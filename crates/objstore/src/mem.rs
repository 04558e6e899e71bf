//! In-process implementation of the store contract.
//!
//! Backs tests and embedders that don't link a real store client. Objects
//! live in a per-pool map guarded by one mutex; write ops apply atomically
//! under that lock, and watch fan-out rides unbounded channels so `notify`
//! never blocks on a slow watcher.

use crate::{
    CreateMode, Error, Notification, ObjectStore, ReadOp, ReadResult, Result, WatchHandle, WriteOp,
};
use bytes::Bytes;
use std::collections::{BTreeMap, HashMap};
use std::ops::Bound;
use std::sync::atomic::{AtomicU64, Ordering};
use std::sync::{Arc, Mutex};
use std::time::Duration;
use tokio::sync::mpsc;

#[derive(Default)]
struct Object {
    data: Bytes,
    omap: BTreeMap<String, Bytes>,
    version: u64,
}

struct Watcher {
    ns: String,
    oid: String,
    tx: mpsc::UnboundedSender<Notification>,
}

#[derive(Default)]
struct PoolState {
    // Keyed by (namespace, oid).
    objects: HashMap<(String, String), Object>,
    watchers: HashMap<u64, Watcher>,
    // (notify_id, cookie) pairs, in acknowledgement order.
    acks: Vec<(u64, u64)>,
}

struct Pool {
    state: Mutex<PoolState>,
    next_cookie: AtomicU64,
    next_notify: AtomicU64,
}

impl Pool {
    fn new() -> Arc<Self> {
        Arc::new(Self {
            state: Mutex::new(PoolState::default()),
            next_cookie: AtomicU64::new(1),
            next_notify: AtomicU64::new(1),
        })
    }
}

/// An in-process [`crate::Cluster`].
pub struct MemCluster {
    pools: Mutex<HashMap<String, Arc<Pool>>>,
}

impl MemCluster {
    pub fn new() -> Arc<Self> {
        Arc::new(Self {
            pools: Mutex::new(HashMap::new()),
        })
    }
}

#[async_trait::async_trait]
impl crate::Cluster for MemCluster {
    async fn create_pool(&self, pool: &str) -> Result<()> {
        let mut pools = self.pools.lock().unwrap();
        if pools.contains_key(pool) {
            return Err(Error::AlreadyExists(pool.to_owned()));
        }
        pools.insert(pool.to_owned(), Pool::new());
        Ok(())
    }

    async fn open(&self, pool: &str, namespace: Option<&str>) -> Result<Arc<dyn ObjectStore>> {
        let pools = self.pools.lock().unwrap();
        let inner = pools
            .get(pool)
            .ok_or_else(|| Error::NotFound(pool.to_owned()))?
            .clone();
        Ok(Arc::new(MemStore {
            pool: inner,
            ns: namespace.unwrap_or_default().to_owned(),
        }))
    }
}

/// An io context over one pool/namespace of a [`MemCluster`].
pub struct MemStore {
    pool: Arc<Pool>,
    ns: String,
}

impl MemStore {
    /// A standalone store over a private single-pool cluster.
    pub fn new() -> Arc<Self> {
        Arc::new(Self {
            pool: Pool::new(),
            ns: String::new(),
        })
    }

    /// Acknowledgements received so far, as (notify_id, cookie) pairs.
    pub fn ack_log(&self) -> Vec<(u64, u64)> {
        self.pool.state.lock().unwrap().acks.clone()
    }

    fn key(&self, oid: &str) -> (String, String) {
        (self.ns.clone(), oid.to_owned())
    }
}

#[async_trait::async_trait]
impl ObjectStore for MemStore {
    async fn read(&self, oid: &str, op: ReadOp) -> Result<ReadResult> {
        let state = self.pool.state.lock().unwrap();
        let obj = state
            .objects
            .get(&self.key(oid))
            .ok_or_else(|| Error::NotFound(oid.to_owned()))?;

        let mut out = ReadResult {
            version: obj.version,
            ..ReadResult::default()
        };

        if let Some((off, len)) = op.read {
            let off = (off as usize).min(obj.data.len());
            let end = off.saturating_add(len).min(obj.data.len());
            out.data = Some(obj.data.slice(off..end));
        }

        if let Some((after, max)) = &op.get_keys {
            bounded_scan(&obj.omap, after, *max, &mut out, |_| Bytes::new());
        }
        if let Some((after, max)) = &op.get_vals {
            bounded_scan(&obj.omap, after, *max, &mut out, Clone::clone);
        }
        for key in &op.get_vals_by_keys {
            if let Some(val) = obj.omap.get(key) {
                out.omap.insert(key.clone(), val.clone());
            }
        }

        Ok(out)
    }

    async fn write(&self, oid: &str, op: WriteOp) -> Result<()> {
        let mut state = self.pool.state.lock().unwrap();
        let key = self.key(oid);
        let exists = state.objects.contains_key(&key);

        // Validate the whole op before mutating anything: either every
        // action applies or none does.
        if let Some(asserted) = op.assert_version {
            match state.objects.get(&key) {
                None => return Err(Error::NotFound(oid.to_owned())),
                Some(obj) if obj.version != asserted => {
                    return Err(Error::VersionMismatch {
                        asserted,
                        actual: obj.version,
                    });
                }
                Some(_) => {}
            }
        }
        if exists && op.create == Some(CreateMode::Exclusive) {
            return Err(Error::AlreadyExists(oid.to_owned()));
        }
        if !exists && op.remove {
            return Err(Error::NotFound(oid.to_owned()));
        }

        if op.remove {
            state.objects.remove(&key);
            return Ok(());
        }

        // Absent objects are created implicitly by any write.
        let obj = state.objects.entry(key).or_default();
        if let Some(data) = op.write_full {
            obj.data = data;
        }
        if op.omap_clear {
            obj.omap.clear();
        }
        for (k, v) in op.omap_set {
            obj.omap.insert(k, v);
        }
        for k in &op.omap_rm_keys {
            obj.omap.remove(k);
        }
        obj.version += 1;
        Ok(())
    }

    async fn watch(&self, oid: &str, _timeout: Duration) -> Result<WatchHandle> {
        let mut state = self.pool.state.lock().unwrap();
        if !state.objects.contains_key(&self.key(oid)) {
            return Err(Error::NotFound(oid.to_owned()));
        }
        let cookie = self.pool.next_cookie.fetch_add(1, Ordering::Relaxed);
        let (tx, rx) = mpsc::unbounded_channel();
        state.watchers.insert(
            cookie,
            Watcher {
                ns: self.ns.clone(),
                oid: oid.to_owned(),
                tx,
            },
        );
        Ok(WatchHandle::new(cookie, rx))
    }

    async fn unwatch(&self, cookie: u64) -> Result<()> {
        let mut state = self.pool.state.lock().unwrap();
        state
            .watchers
            .remove(&cookie)
            .map(|_| ())
            .ok_or(Error::BadCookie(cookie))
    }

    async fn notify(&self, oid: &str, payload: Bytes, _timeout: Duration) -> Result<()> {
        let state = self.pool.state.lock().unwrap();
        if !state.objects.contains_key(&self.key(oid)) {
            return Err(Error::NotFound(oid.to_owned()));
        }
        let notify_id = self.pool.next_notify.fetch_add(1, Ordering::Relaxed);
        for watcher in state.watchers.values() {
            if watcher.ns == self.ns && watcher.oid == oid {
                // A watcher whose receiver is gone is simply skipped; it will
                // be reaped by unwatch.
                let _ = watcher.tx.send(Notification {
                    notify_id,
                    notifier: 0,
                    payload: payload.clone(),
                });
            }
        }
        Ok(())
    }

    async fn notify_ack(&self, _oid: &str, notify_id: u64, cookie: u64) -> Result<()> {
        let mut state = self.pool.state.lock().unwrap();
        if !state.watchers.contains_key(&cookie) {
            return Err(Error::BadCookie(cookie));
        }
        state.acks.push((notify_id, cookie));
        Ok(())
    }
}

fn bounded_scan(
    omap: &BTreeMap<String, Bytes>,
    after: &str,
    max: u32,
    out: &mut ReadResult,
    value: impl Fn(&Bytes) -> Bytes,
) {
    let mut taken = 0u32;
    for (k, v) in omap.range::<String, _>((Bound::Excluded(after.to_owned()), Bound::Unbounded)) {
        if taken == max {
            out.more = true;
            break;
        }
        out.omap.insert(k.clone(), value(v));
        taken += 1;
    }
}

· · · · · · ·

Exercise requirements
Write the data back out verbatim.

Answer to the exercise
filename crates/objstore/src/mem.rs
repository 04558e6e899e71bf
//! In-process implementation of the store contract.
//!
//! Backs tests and embedders that don't link a real store client. Objects
//! live in a per-pool map guarded by one mutex; write ops apply atomically
//! under that lock, and watch fan-out rides unbounded channels so `notify`
//! never blocks on a slow watcher.

use crate::{
    CreateMode, Error, Notification, ObjectStore, ReadOp, ReadResult, Result, WatchHandle, WriteOp,
};
use bytes::Bytes;
use std::collections::{BTreeMap, HashMap};
use std::ops::Bound;
use std::sync::atomic::{AtomicU64, Ordering};
use std::sync::{Arc, Mutex};
use std::time::Duration;
use tokio::sync::mpsc;

#[derive(Default)]
struct Object {
    data: Bytes,
    omap: BTreeMap<String, Bytes>,
    version: u64,
}

struct Watcher {
    ns: String,
    oid: String,
    tx: mpsc::UnboundedSender<Notification>,
}

#[derive(Default)]
struct PoolState {
    // Keyed by (namespace, oid).
    objects: HashMap<(String, String), Object>,
    watchers: HashMap<u64, Watcher>,
    // (notify_id, cookie) pairs, in acknowledgement order.
    acks: Vec<(u64, u64)>,
}

struct Pool {
    state: Mutex<PoolState>,
    next_cookie: AtomicU64,
    next_notify: AtomicU64,
}

impl Pool {
    fn new() -> Arc<Self> {
        Arc::new(Self {
            state: Mutex::new(PoolState::default()),
            next_cookie: AtomicU64::new(1),
            next_notify: AtomicU64::new(1),
        })
    }
}

/// An in-process [`crate::Cluster`].
pub struct MemCluster {
    pools: Mutex<HashMap<String, Arc<Pool>>>,
}

impl MemCluster {
    pub fn new() -> Arc<Self> {
        Arc::new(Self {
            pools: Mutex::new(HashMap::new()),
        })
    }
}

#[async_trait::async_trait]
impl crate::Cluster for MemCluster {
    async fn create_pool(&self, pool: &str) -> Result<()> {
        let mut pools = self.pools.lock().unwrap();
        if pools.contains_key(pool) {
            return Err(Error::AlreadyExists(pool.to_owned()));
        }
        pools.insert(pool.to_owned(), Pool::new());
        Ok(())
    }

    async fn open(&self, pool: &str, namespace: Option<&str>) -> Result<Arc<dyn ObjectStore>> {
        let pools = self.pools.lock().unwrap();
        let inner = pools
            .get(pool)
            .ok_or_else(|| Error::NotFound(pool.to_owned()))?
            .clone();
        Ok(Arc::new(MemStore {
            pool: inner,
            ns: namespace.unwrap_or_default().to_owned(),
        }))
    }
}

/// An io context over one pool/namespace of a [`MemCluster`].
pub struct MemStore {
    pool: Arc<Pool>,
    ns: String,
}

impl MemStore {
    /// A standalone store over a private single-pool cluster.
    pub fn new() -> Arc<Self> {
        Arc::new(Self {
            pool: Pool::new(),
            ns: String::new(),
        })
    }

    /// Acknowledgements received so far, as (notify_id, cookie) pairs.
    pub fn ack_log(&self) -> Vec<(u64, u64)> {
        self.pool.state.lock().unwrap().acks.clone()
    }

    fn key(&self, oid: &str) -> (String, String) {
        (self.ns.clone(), oid.to_owned())
    }
}

#[async_trait::async_trait]
impl ObjectStore for MemStore {
    async fn read(&self, oid: &str, op: ReadOp) -> Result<ReadResult> {
        let state = self.pool.state.lock().unwrap();
        let obj = state
            .objects
            .get(&self.key(oid))
            .ok_or_else(|| Error::NotFound(oid.to_owned()))?;

        let mut out = ReadResult {
            version: obj.version,
            ..ReadResult::default()
        };

        if let Some((off, len)) = op.read {
            let off = (off as usize).min(obj.data.len());
            let end = off.saturating_add(len).min(obj.data.len());
            out.data = Some(obj.data.slice(off..end));
        }

        if let Some((after, max)) = &op.get_keys {
            bounded_scan(&obj.omap, after, *max, &mut out, |_| Bytes::new());
        }
        if let Some((after, max)) = &op.get_vals {
            bounded_scan(&obj.omap, after, *max, &mut out, Clone::clone);
        }
        for key in &op.get_vals_by_keys {
            if let Some(val) = obj.omap.get(key) {
                out.omap.insert(key.clone(), val.clone());
            }
        }

        Ok(out)
    }

    async fn write(&self, oid: &str, op: WriteOp) -> Result<()> {
        let mut state = self.pool.state.lock().unwrap();
        let key = self.key(oid);
        let exists = state.objects.contains_key(&key);

        // Validate the whole op before mutating anything: either every
        // action applies or none does.
        if let Some(asserted) = op.assert_version {
            match state.objects.get(&key) {
                None => return Err(Error::NotFound(oid.to_owned())),
                Some(obj) if obj.version != asserted => {
                    return Err(Error::VersionMismatch {
                        asserted,
                        actual: obj.version,
                    });
                }
                Some(_) => {}
            }
        }
        if exists && op.create == Some(CreateMode::Exclusive) {
            return Err(Error::AlreadyExists(oid.to_owned()));
        }
        if !exists && op.remove {
            return Err(Error::NotFound(oid.to_owned()));
        }

        if op.remove {
            state.objects.remove(&key);
            return Ok(());
        }

        // Absent objects are created implicitly by any write.
        let obj = state.objects.entry(key).or_default();
        if let Some(data) = op.write_full {
            obj.data = data;
        }
        if op.omap_clear {
            obj.omap.clear();
        }
        for (k, v) in op.omap_set {
            obj.omap.insert(k, v);
        }
        for k in &op.omap_rm_keys {
            obj.omap.remove(k);
        }
        obj.version += 1;
        Ok(())
    }

    async fn watch(&self, oid: &str, _timeout: Duration) -> Result<WatchHandle> {
        let mut state = self.pool.state.lock().unwrap();
        if !state.objects.contains_key(&self.key(oid)) {
            return Err(Error::NotFound(oid.to_owned()));
        }
        let cookie = self.pool.next_cookie.fetch_add(1, Ordering::Relaxed);
        let (tx, rx) = mpsc::unbounded_channel();
        state.watchers.insert(
            cookie,
            Watcher {
                ns: self.ns.clone(),
                oid: oid.to_owned(),
                tx,
            },
        );
        Ok(WatchHandle::new(cookie, rx))
    }

    async fn unwatch(&self, cookie: u64) -> Result<()> {
        let mut state = self.pool.state.lock().unwrap();
        state
            .watchers
            .remove(&cookie)
            .map(|_| ())
            .ok_or(Error::BadCookie(cookie))
    }

    async fn notify(&self, oid: &str, payload: Bytes, _timeout: Duration) -> Result<()> {
        let state = self.pool.state.lock().unwrap();
        if !state.objects.contains_key(&self.key(oid)) {
            return Err(Error::NotFound(oid.to_owned()));
        }
        let notify_id = self.pool.next_notify.fetch_add(1, Ordering::Relaxed);
        for watcher in state.watchers.values() {
            if watcher.ns == self.ns && watcher.oid == oid {
                // A watcher whose receiver is gone is simply skipped; it will
                // be reaped by unwatch.
                let _ = watcher.tx.send(Notification {
                    notify_id,
                    notifier: 0,
                    payload: payload.clone(),
                });
            }
        }
        Ok(())
    }

    async fn notify_ack(&self, _oid: &str, notify_id: u64, cookie: u64) -> Result<()> {
        let mut state = self.pool.state.lock().unwrap();
        if !state.watchers.contains_key(&cookie) {
            return Err(Error::BadCookie(cookie));
        }
        state.acks.push((notify_id, cookie));
        Ok(())
    }
}

fn bounded_scan(
    omap: &BTreeMap<String, Bytes>,
    after: &str,
    max: u32,
    out: &mut ReadResult,
    value: impl Fn(&Bytes) -> Bytes,
) {
    let mut taken = 0u32;
    for (k, v) in omap.range::<String, _>((Bound::Excluded(after.to_owned()), Bound::Unbounded)) {
        if taken == max {
            out.more = true;
            break;
        }
        out.omap.insert(k.clone(), value(v));
        taken += 1;
    }
}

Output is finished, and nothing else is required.